Write out again, exactly, the lines of the listing below from the first one through the one that contains "PartialEq, Serialize, Deserialize, sqlx::FromRow, ToSchema)]", and no other lines.

SUPPLIED RECORDS:
━━━━━━━━━━━━━━━━━━━━━━━━━━━━━━
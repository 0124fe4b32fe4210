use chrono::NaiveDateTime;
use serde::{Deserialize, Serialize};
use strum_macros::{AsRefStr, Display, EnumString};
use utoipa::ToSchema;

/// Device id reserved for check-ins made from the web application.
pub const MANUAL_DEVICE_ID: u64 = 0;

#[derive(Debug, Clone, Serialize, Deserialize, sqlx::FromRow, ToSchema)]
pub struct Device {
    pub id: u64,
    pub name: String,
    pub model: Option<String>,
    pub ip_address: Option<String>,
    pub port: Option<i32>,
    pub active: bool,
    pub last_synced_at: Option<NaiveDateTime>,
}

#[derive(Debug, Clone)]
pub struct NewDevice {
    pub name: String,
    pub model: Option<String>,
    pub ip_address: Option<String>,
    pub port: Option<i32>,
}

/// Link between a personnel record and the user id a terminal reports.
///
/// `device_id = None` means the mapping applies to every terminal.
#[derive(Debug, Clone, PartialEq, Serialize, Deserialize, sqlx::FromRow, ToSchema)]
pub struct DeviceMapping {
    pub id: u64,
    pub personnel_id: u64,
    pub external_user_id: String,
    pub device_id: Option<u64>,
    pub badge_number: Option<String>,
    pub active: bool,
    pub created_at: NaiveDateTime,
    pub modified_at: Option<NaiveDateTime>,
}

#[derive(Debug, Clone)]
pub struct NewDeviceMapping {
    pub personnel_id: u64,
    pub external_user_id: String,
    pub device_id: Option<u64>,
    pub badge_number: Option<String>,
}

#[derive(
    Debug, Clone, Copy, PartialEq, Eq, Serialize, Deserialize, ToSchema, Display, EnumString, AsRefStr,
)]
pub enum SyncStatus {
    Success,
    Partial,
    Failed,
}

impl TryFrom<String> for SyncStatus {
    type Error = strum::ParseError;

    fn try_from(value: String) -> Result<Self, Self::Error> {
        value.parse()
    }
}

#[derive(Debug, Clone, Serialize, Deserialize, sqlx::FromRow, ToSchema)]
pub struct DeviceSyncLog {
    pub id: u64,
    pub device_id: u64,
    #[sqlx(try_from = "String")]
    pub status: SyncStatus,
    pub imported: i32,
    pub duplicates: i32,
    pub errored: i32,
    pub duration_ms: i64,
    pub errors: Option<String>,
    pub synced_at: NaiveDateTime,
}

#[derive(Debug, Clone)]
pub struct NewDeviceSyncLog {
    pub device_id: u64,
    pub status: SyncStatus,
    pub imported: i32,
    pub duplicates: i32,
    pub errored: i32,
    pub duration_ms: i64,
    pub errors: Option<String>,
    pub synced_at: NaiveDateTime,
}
━━━━━━━━━━━━━━━━━━━━━━━━━━━━━━
TASK RESULT:
repository 0124fe4b32fe4210
use chrono::NaiveDateTime;
use serde::{Deserialize, Serialize};
use strum_macros::{AsRefStr, Display, EnumString};
use utoipa::ToSchema;

/// Device id reserved for check-ins made from the web application.
pub const MANUAL_DEVICE_ID: u64 = 0;

#[derive(Debug, Clone, Serialize, Deserialize, sqlx::FromRow, ToSchema)]
pub struct Device {
    pub id: u64,
    pub name: String,
    pub model: Option<String>,
    pub ip_address: Option<String>,
    pub port: Option<i32>,
    pub active: bool,
    pub last_synced_at: Option<NaiveDateTime>,
}

#[derive(Debug, Clone)]
pub struct NewDevice {
    pub name: String,
    pub model: Option<String>,
    pub ip_address: Option<String>,
    pub port: Option<i32>,
}

/// Link between a personnel record and the user id a terminal reports.
///
/// `device_id = None` means the mapping applies to every terminal.
#[derive(Debug, Clone, PartialEq, Serialize, Deserialize, sqlx::FromRow, ToSchema)]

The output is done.